The collapse of the Champlain condominium tower in Surfside, Florida, has caused many lawyers and insurance company claims managers to consult Florida’s statutes that limit the time in which claims for damage and wrongful death can be instituted. The answer is not always simple, and many facts are missing to provide definite answers in the case of the Surfside tower collapse. Nevertheless, two statutes – the statute of limitation and the statute of repose – are certain to have application to any claims made against the building’s architects, engineers, general contractors and subcontractors.
The statute of limitation
An action based upon the design, planning, or construction of an improvement to real property must be commenced within four years after the latest of the following:
- The issuance of a certificate of occupancy
- The abandonment of construction
- The date of completion or termination of the construction contract.

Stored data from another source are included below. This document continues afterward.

/// Support tickets and their message threads
///
/// Tickets snapshot the requester's email, name and tier at creation so the
/// support queue keeps working if the account later changes. Priority comes
/// from the tier. Users may only open or close their own tickets; staff can
/// set any status and priority.

use chrono::{DateTime, Utc};
use serde::{Deserialize, Serialize};
use sqlx::SqlitePool;

/// Every status a ticket can hold, in queue order
pub const TICKET_STATUSES: [&str; 6] = [
    "open",
    "reopened",
    "in_progress",
    "waiting_on_customer",
    "resolved",
    "closed",
];

/// Statuses a ticket owner may set
pub const USER_SETTABLE_STATUSES: [&str; 2] = ["open", "closed"];

pub const TICKET_PRIORITIES: [&str; 4] = ["low", "normal", "high", "urgent"];

/// `ORDER BY` fragment sorting active tickets first
const STATUS_ORDER: &str = r#"
    CASE status
        WHEN 'open' THEN 1
        WHEN 'reopened' THEN 1
        WHEN 'in_progress' THEN 2
        WHEN 'waiting_on_customer' THEN 3
        WHEN 'resolved' THEN 4
        WHEN 'closed' THEN 5
        ELSE 6
    END
"#;

#[derive(Debug, Clone, Serialize, Deserialize, sqlx::FromRow)]
pub struct SupportTicket {
    pub id: i64,
    pub user_id: i64,
    pub user_email: String,
    pub user_name: Option<String>,
    pub subscription_tier: String,
    pub subject: String,
    pub category: String,
    pub priority: String,
    pub status: String,
    pub description: String,
    pub created_at: DateTime<Utc>,
    pub updated_at: DateTime<Utc>,
    pub resolved_at: Option<DateTime<Utc>>,
    pub first_response_at: Option<DateTime<Utc>>,
    pub assigned_to: Option<String>,
    pub response_count: i64,
    pub last_activity_at: DateTime<Utc>,
}

#[derive(Debug, Clone, Serialize, Deserialize, sqlx::FromRow)]
pub struct SupportMessage {
    pub id: i64,
    pub ticket_id: i64,
    pub user_id: Option<i64>,
    pub is_staff: bool,
    pub message: String,
    pub created_at: DateTime<Utc>,
    pub author_name: Option<String>,
    pub author_email: Option<String>,
}

#[derive(Debug, Clone, Serialize, Deserialize)]
pub struct CreateTicket {
    pub user_id: i64,
    pub user_email: String,
    pub user_name: Option<String>,
    pub subscription_tier: String,
    pub subject: String,
    pub category: String,
    pub description: String,
    pub priority: String,
}

/// Staff-side filters for the ticket queue
#[derive(Debug, Clone, Default)]
pub struct TicketFilter {
    pub status: Option<String>,
    pub priority: Option<String>,
    pub category: Option<String>,
}

/// Queue-wide counters for the admin view
#[derive(Debug, Clone, Default, Serialize, Deserialize, sqlx::FromRow)]
pub struct TicketStats {
    pub total_tickets: i64,
    pub open_tickets: i64,
    pub in_progress_tickets: i64,
    pub resolved_tickets: i64,
    pub closed_tickets: i64,
    pub high_priority: i64,
    pub normal_priority: i64,
    pub low_priority: i64,
}

/// Who wrote a message
#[derive(Debug, Clone, Copy, PartialEq, Eq)]
pub enum MessageAuthor {
    /// The ticket owner, in-app or by email reply
    Customer(i64),
    /// A staff member
    Staff(i64),
}

pub fn is_valid_status(status: &str) -> bool {
    TICKET_STATUSES.contains(&status)
}

pub fn is_valid_priority(priority: &str) -> bool {
    TICKET_PRIORITIES.contains(&priority)
}

/// Pulls the ticket number out of an email subject such as
/// `Re: [Ticket #42] Billing question`
///
/// ```
/// use collegecomps_shared::models::support_ticket::parse_ticket_id;
///
/// assert_eq!(parse_ticket_id("Re: [Ticket #42] Billing question"), Some(42));
/// assert_eq!(parse_ticket_id("No number here"), None);
/// ```
pub fn parse_ticket_id(subject: &str) -> Option<i64> {
    let mut rest = subject;
    while let Some(pos) = rest.find('#') {
        rest = &rest[pos + 1..];
        let digits: String = rest.chars().take_while(|c| c.is_ascii_digit()).collect();
        if !digits.is_empty() {
            return digits.parse().ok();
        }
    }
    None
}

/// Extracts the bare address from `Name <addr>` or `addr`, lowercased
///
/// ```
/// use collegecomps_shared::models::support_ticket::normalize_sender;
///
/// assert_eq!(normalize_sender("Jo <Jo@Example.com>"), "jo@example.com");
/// assert_eq!(normalize_sender("  jo@example.com "), "jo@example.com");
/// ```
pub fn normalize_sender(from: &str) -> String {
    let addr = match (from.rfind('<'), from.rfind('>')) {
        (Some(start), Some(end)) if start < end => &from[start + 1..end],
        _ => from,
    };
    addr.trim().to_lowercase()
}

impl SupportTicket {
    pub async fn create(pool: &SqlitePool, data: CreateTicket) -> Result<Self, sqlx::Error> {
        sqlx::query_as::<_, SupportTicket>(
            r#"
            INSERT INTO support_tickets (
                user_id, user_email, user_name, subscription_tier,
                subject, category, description, priority
            ) VALUES (?, ?, ?, ?, ?, ?, ?, ?)
            RETURNING *
            "#,
        )
        .bind(data.user_id)
        .bind(data.user_email)
        .bind(data.user_name)
        .bind(data.subscription_tier)
        .bind(data.subject)
        .bind(data.category)
        .bind(data.description)
        .bind(data.priority)
        .fetch_one(pool)
        .await
    }

    pub async fn find_by_id(pool: &SqlitePool, id: i64) -> Result<Option<Self>, sqlx::Error> {
        sqlx::query_as::<_, SupportTicket>("SELECT * FROM support_tickets WHERE id = ?")
            .bind(id)
            .fetch_optional(pool)
            .await
    }

    pub async fn find_for_user(
        pool: &SqlitePool,
        id: i64,
        user_id: i64,
    ) -> Result<Option<Self>, sqlx::Error> {
        sqlx::query_as::<_, SupportTicket>(
            "SELECT * FROM support_tickets WHERE id = ? AND user_id = ?",
        )
        .bind(id)
        .bind(user_id)
        .fetch_optional(pool)
        .await
    }

    /// Owner's tickets, active first, newest first within a status
    pub async fn list_by_user(pool: &SqlitePool, user_id: i64) -> Result<Vec<Self>, sqlx::Error> {
        let query = format!(
            "SELECT * FROM support_tickets WHERE user_id = ? ORDER BY {}, created_at DESC, id DESC",
            STATUS_ORDER
        );

        sqlx::query_as::<_, SupportTicket>(&query)
            .bind(user_id)
            .fetch_all(pool)
            .await
    }

    /// Staff queue with optional filters
    pub async fn list_filtered(
        pool: &SqlitePool,
        filter: &TicketFilter,
    ) -> Result<Vec<Self>, sqlx::Error> {
        let mut builder =
            sqlx::QueryBuilder::<sqlx::Sqlite>::new("SELECT * FROM support_tickets WHERE 1 = 1");

        if let Some(status) = &filter.status {
            builder.push(" AND status = ").push_bind(status.clone());
        }
        if let Some(priority) = &filter.priority {
            builder.push(" AND priority = ").push_bind(priority.clone());
        }
        if let Some(category) = &filter.category {
            builder.push(" AND category = ").push_bind(category.clone());
        }

        builder.push(
            r#"
            ORDER BY CASE priority
                WHEN 'urgent' THEN 1
                WHEN 'high' THEN 2
                WHEN 'normal' THEN 3
                ELSE 4
            END, created_at DESC, id DESC
            "#,
        );

        builder
            .build_query_as::<SupportTicket>()
            .fetch_all(pool)
            .await
    }

    pub async fn stats(pool: &SqlitePool) -> Result<TicketStats, sqlx::Error> {
        sqlx::query_as::<_, TicketStats>(
            r#"
            SELECT
                COUNT(*) AS total_tickets,
                COALESCE(SUM(CASE WHEN status IN ('open', 'reopened') THEN 1 ELSE 0 END), 0) AS open_tickets,
                COALESCE(SUM(CASE WHEN status = 'in_progress' THEN 1 ELSE 0 END), 0) AS in_progress_tickets,
                COALESCE(SUM(CASE WHEN status = 'resolved' THEN 1 ELSE 0 END), 0) AS resolved_tickets,
                COALESCE(SUM(CASE WHEN status = 'closed' THEN 1 ELSE 0 END), 0) AS closed_tickets,
                COALESCE(SUM(CASE WHEN priority IN ('high', 'urgent') THEN 1 ELSE 0 END), 0) AS high_priority,
                COALESCE(SUM(CASE WHEN priority = 'normal' THEN 1 ELSE 0 END), 0) AS normal_priority,
                COALESCE(SUM(CASE WHEN priority = 'low' THEN 1 ELSE 0 END), 0) AS low_priority
            FROM support_tickets
            "#,
        )
        .fetch_one(pool)
        .await
    }

    /// Sets status and/or priority; `resolved_at` follows the status
    pub async fn update_fields(
        pool: &SqlitePool,
        id: i64,
        status: Option<&str>,
        priority: Option<&str>,
    ) -> Result<bool, sqlx::Error> {
        let result = sqlx::query(
            r#"
            UPDATE support_tickets
            SET status = COALESCE(?1, status),
                priority = COALESCE(?2, priority),
                resolved_at = CASE
                    WHEN ?1 IN ('resolved', 'closed') THEN CURRENT_TIMESTAMP
                    WHEN ?1 IS NULL THEN resolved_at
                    ELSE NULL
                END,
                updated_at = CURRENT_TIMESTAMP,
                last_activity_at = CURRENT_TIMESTAMP
            WHERE id = ?3
            "#,
        )
        .bind(status)
        .bind(priority)
        .bind(id)
        .execute(pool)
        .await?;

        Ok(result.rows_affected() > 0)
    }

    /// Thread for a ticket, oldest first, with author details
    pub async fn messages(pool: &SqlitePool, ticket_id: i64) -> Result<Vec<SupportMessage>, sqlx::Error> {
        sqlx::query_as::<_, SupportMessage>(
            r#"
            SELECT m.id, m.ticket_id, m.user_id, m.is_staff, m.message, m.created_at,
                   u.name AS author_name, u.email AS author_email
            FROM support_messages m
            LEFT JOIN users u ON m.user_id = u.id
            WHERE m.ticket_id = ?
            ORDER BY m.created_at ASC, m.id ASC
            "#,
        )
        .bind(ticket_id)
        .fetch_all(pool)
        .await
    }

    /// Appends a message and updates the ticket's activity counters
    ///
    /// Customer replies reopen a closed ticket. The first staff reply stamps
    /// `first_response_at`. Returns the new message id.
    pub async fn add_message(
        pool: &SqlitePool,
        ticket_id: i64,
        author: MessageAuthor,
        message: &str,
    ) -> Result<i64, sqlx::Error> {
        let (user_id, is_staff) = match author {
            MessageAuthor::Customer(id) => (id, false),
            MessageAuthor::Staff(id) => (id, true),
        };

        let mut tx = pool.begin().await?;

        let message_id: i64 = sqlx::query_scalar(
            r#"
            INSERT INTO support_messages (ticket_id, user_id, is_staff, message)
            VALUES (?, ?, ?, ?)
            RETURNING id
            "#,
        )
        .bind(ticket_id)
        .bind(user_id)
        .bind(is_staff)
        .bind(message)
        .fetch_one(&mut *tx)
        .await?;

        sqlx::query(
            r#"
            UPDATE support_tickets
            SET response_count = response_count + 1,
                status = CASE WHEN ?1 = 0 AND status = 'closed' THEN 'reopened' ELSE status END,
                first_response_at = CASE
                    WHEN ?1 = 1 THEN COALESCE(first_response_at, CURRENT_TIMESTAMP)
                    ELSE first_response_at
                END,
                last_activity_at = CURRENT_TIMESTAMP,
                updated_at = CURRENT_TIMESTAMP
            WHERE id = ?2
            "#,
        )
        .bind(is_staff)
        .bind(ticket_id)
        .execute(&mut *tx)
        .await?;

        tx.commit().await?;

        Ok(message_id)
    }
}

In the case of a latent construction defect, the limitation period begins to run when the defect is or should have been discovered.
Statute of repose
Regardless of the nature of the injury or the claimed defect, all actions for damages founded on design, planning or construction of an improvement must be brought within 12 years after discovery of the defect or after the date on which the defect, using due diligence, should have been discovered. In other words, the expiration of the statute of repose bars all claims for negligence against anyone involved in the design or construction of the building.
The question of whether a specific claim is barred by Florida’s statute of repose or statute of limitation can be very complex. Anyone who is concerned that a potential claim may be barred by either statute may wish to consult an experienced construction attorney for an opinion on whether either statute may bar the claim.